[Dataset entries]
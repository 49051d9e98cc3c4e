use std::{collections::HashSet, sync::Arc};

use anyhow::{Context, Result};
use futures_delay_queue::{delay_queue, DelayQueue};
use futures_intrusive::{buffer::GrowingHeapBuf, channel::shared::GenericReceiver};
use parking_lot::RawMutex;
use resources::{
    informer::{EventHandler, Informer, ResyncHandler, Store},
    models::Response,
    objects::{
        conditions::{ConditionStatus, ConditionType},
        horizontal_pod_autoscaler::{ExternalMetricSource, HorizontalPodAutoscaler},
        scaled_object::ScaledObject,
        Object,
    },
    scaling::{scaler::ScalerRegistry, target_resolver::TargetResolver},
};
use tokio::sync::mpsc::{self, Receiver, Sender};

use crate::{scale_handler::ScaleHandler, utils, CONFIG};

#[derive(Debug)]
enum Event {
    Add(ScaledObject),
    Update(ScaledObject, ScaledObject),
    Delete(ScaledObject),
}

#[derive(Debug)]
struct ResyncNotification;

fn cache_key(object: &ScaledObject) -> String {
    format!("{}/{}", object.metadata.namespace, object.metadata.name)
}

pub struct ScaledObjectController {
    rx: Receiver<Event>,
    resync_rx: Receiver<ResyncNotification>,
    informer_handle: Option<tokio::task::JoinHandle<Result<()>>>,
    store: Store<ScaledObject>,
    handler: Arc<ScaleHandler>,

    work_queue: DelayQueue<String, GrowingHeapBuf<String>>,
    work_queue_rx: GenericReceiver<RawMutex, String, GrowingHeapBuf<String>>,
    in_queue: HashSet<String>,
}

impl ScaledObjectController {
    pub fn new() -> Self {
        let (tx, rx) = mpsc::channel::<Event>(16);
        let (resync_tx, resync_rx) = mpsc::channel::<ResyncNotification>(16);

        let lw = utils::create_lister_watcher::<ScaledObject>();
        let tx_add = tx;
        let tx_update = tx_add.clone();
        let tx_delete = tx_add.clone();
        let eh = EventHandler::<ScaledObject> {
            add_cls: Box::new(move |new| {
                let tx_add = tx_add.clone();
                Box::pin(async move {
                    tx_add.send(Event::Add(new)).await?;
                    Ok(())
                })
            }),
            update_cls: Box::new(move |(old, new)| {
                let tx_update = tx_update.clone();
                Box::pin(async move {
                    tx_update.send(Event::Update(old, new)).await?;
                    Ok(())
                })
            }),
            delete_cls: Box::new(move |old| {
                let tx_delete = tx_delete.clone();
                Box::pin(async move {
                    tx_delete.send(Event::Delete(old)).await?;
                    Ok(())
                })
            }),
        };
        let rh = ResyncHandler(Box::new(move |()| {
            let resync_tx = resync_tx.clone();
            Box::pin(async move {
                resync_tx.send(ResyncNotification).await?;
                Ok(())
            })
        }));

        let informer = Informer::new(lw, eh, rh);
        let store = informer.get_store();
        let informer_handle = tokio::spawn(async move { informer.run().await });

        let (work_queue, work_queue_rx) = delay_queue::<String>();

        ScaledObjectController {
            rx,
            resync_rx,
            informer_handle: Some(informer_handle),
            store,
            handler: Arc::new(ScaleHandler::new(
                TargetResolver::new(&CONFIG),
                ScalerRegistry::with_builtin_scalers(),
                std::time::Duration::from_secs(CONFIG.scaler_close_timeout_seconds),
            )),
            work_queue,
            work_queue_rx,
            in_queue: HashSet::new(),
        }
    }

    pub async fn run(&mut self) -> Result<()> {
        tracing::info!("ScaledObject controller started");

        loop {
            tokio::select! {
                Some(event) = self.rx.recv() => {
                    match event {
                        Event::Add(object) | Event::Update(_, object) => self.enqueue(&object),
                        Event::Delete(object) => {
                            self.handler.delete(&object).await;
                            tracing::info!("ScaledObject {} deleted, scale loop stopped", cache_key(&object));
                        },
                    }
                },
                Some(_) = self.resync_rx.recv() => {
                    self.handle_resync().await;
                },
                Some(key) = self.work_queue_rx.receive() => {
                    self.in_queue.remove(&key);
                    let store = self.store.read().await;
                    let object = store.get(&key).cloned();
                    drop(store);
                    if let Some(object) = object {
                        let polling_interval = object.spec.polling_interval;
                        match self.reconcile(object).await {
                            Ok(_) => tracing::debug!("reconciled ScaledObject {}", key),
                            Err(e) => tracing::error!("error reconciling {}: {:#}", key, e),
                        }
                        // Every object re-enqueues itself at its own
                        // pollingInterval so ticks continue even when no
                        // watch event arrives.
                        self.enqueue_after(key, std::time::Duration::from_secs(polling_interval));
                    }
                },
                else => break,
            }
        }

        if let Some(handle) = self.informer_handle.take() {
            handle.await??;
        }
        Ok(())
    }

    fn enqueue(&mut self, object: &ScaledObject) {
        let key = cache_key(object);
        if self.in_queue.insert(key.clone()) {
            self.work_queue.insert_at(key, std::time::Instant::now());
        }
    }

    fn enqueue_after(&mut self, key: String, delay: std::time::Duration) {
        if self.in_queue.insert(key.clone()) {
            self.work_queue.insert_at(key, std::time::Instant::now() + delay);
        }
    }

    async fn handle_resync(&mut self) {
        let store = self.store.read().await;
        let keys: Vec<String> = store.keys().cloned().collect();
        drop(store);
        for key in keys {
            if self.in_queue.insert(key.clone()) {
                self.work_queue.insert_at(key, std::time::Instant::now());
            }
        }
    }

    async fn reconcile(&self, mut object: ScaledObject) -> Result<()> {
        if let Err(reason) = object.validate() {
            object.status.conditions.set(ConditionType::Ready, ConditionStatus::False, "Invalid", reason);
            utils::post_status(&object).await?;
            return Ok(());
        }

        if object.is_paused() {
            self.handler.delete(&object).await;
            if let Some(replicas) = object.paused_replicas() {
                self.handler.set_paused_replicas(&object.spec.scale_target_ref, replicas).await?;
            }
            object.status.conditions.set(ConditionType::Paused, ConditionStatus::True, "Paused", "");
            object.status.conditions.set(ConditionType::Ready, ConditionStatus::True, "Paused", "scale loop stopped while paused");
            utils::post_status(&object).await?;
            return Ok(());
        }
        object.status.conditions.set(ConditionType::Paused, ConditionStatus::False, "Unpaused", "");

        let current_replicas = self
            .handler
            .get_scale(&object.spec.scale_target_ref)
            .await
            .with_context(|| "failed to resolve scale target")?;

        let outcome = self.handler.tick(&object, current_replicas).await?;

        object.status.conditions.set(
            ConditionType::Active,
            if outcome.is_active { ConditionStatus::True } else { ConditionStatus::False },
            "TriggersEvaluated",
            "",
        );
        object.status.conditions.set(
            ConditionType::Fallback,
            if outcome.fallback_engaged { ConditionStatus::True } else { ConditionStatus::False },
            "FailureThreshold",
            "",
        );
        object.status.conditions.set(ConditionType::Ready, ConditionStatus::True, "Reconciled", "");
        if outcome.is_active {
            object.status.last_active_time = Some(chrono::Local::now().naive_local());
        }
        object.status.observed_generation = object.metadata.generation;

        self.ensure_hpa(&object).await?;
        utils::post_status(&object).await
    }

    /// Regenerates and upserts this object's owned HPA, patching only when
    /// the generated spec actually differs from what's live.
    async fn ensure_hpa(&self, object: &ScaledObject) -> Result<()> {
        let mut metrics = Vec::with_capacity(object.spec.triggers.len());
        for (index, trigger) in object.spec.triggers.iter().enumerate() {
            let metric_name = trigger.metric_name(index);
            let target_value = self
                .handler
                .cache_target_value(object, &metric_name)
                .await
                .unwrap_or(1.0);
            metrics.push(ExternalMetricSource { metric_name, target_value, metric_type: trigger.effective_metric_type() });
        }

        let desired = HorizontalPodAutoscaler::for_scaled_object(
            &object.metadata.name,
            &object.metadata.namespace,
            object.spec.scale_target_ref.clone(),
            object.spec.min_replica_count.max(1),
            object.spec.max_replica_count,
            metrics,
        );

        let client = reqwest::Client::new();
        let existing = client
            .get(format!("{}{}", CONFIG.api_server_url, desired.uri()))
            .send()
            .await?
            .json::<Response<HorizontalPodAutoscaler>>()
            .await
            .ok()
            .and_then(|r| r.data);

        match existing {
            Some(live) if live.spec_differs(&desired.spec) => {
                client
                    .put(format!("{}{}", CONFIG.api_server_url, desired.uri()))
                    .json(&desired)
                    .send()
                    .await?;
            },
            Some(_) => {},
            None => {
                client
                    .post(format!("{}/api/v1/{}", CONFIG.api_server_url, HorizontalPodAutoscaler::kind()))
                    .json(&desired)
                    .send()
                    .await?;
            },
        }

        Ok(())
    }
}

impl Default for ScaledObjectController {
    fn default() -> Self {
        Self::new()
    }
}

Activity
Work out how many lines in the records include "impl". Only the number should be given.

Solution to the exercise
2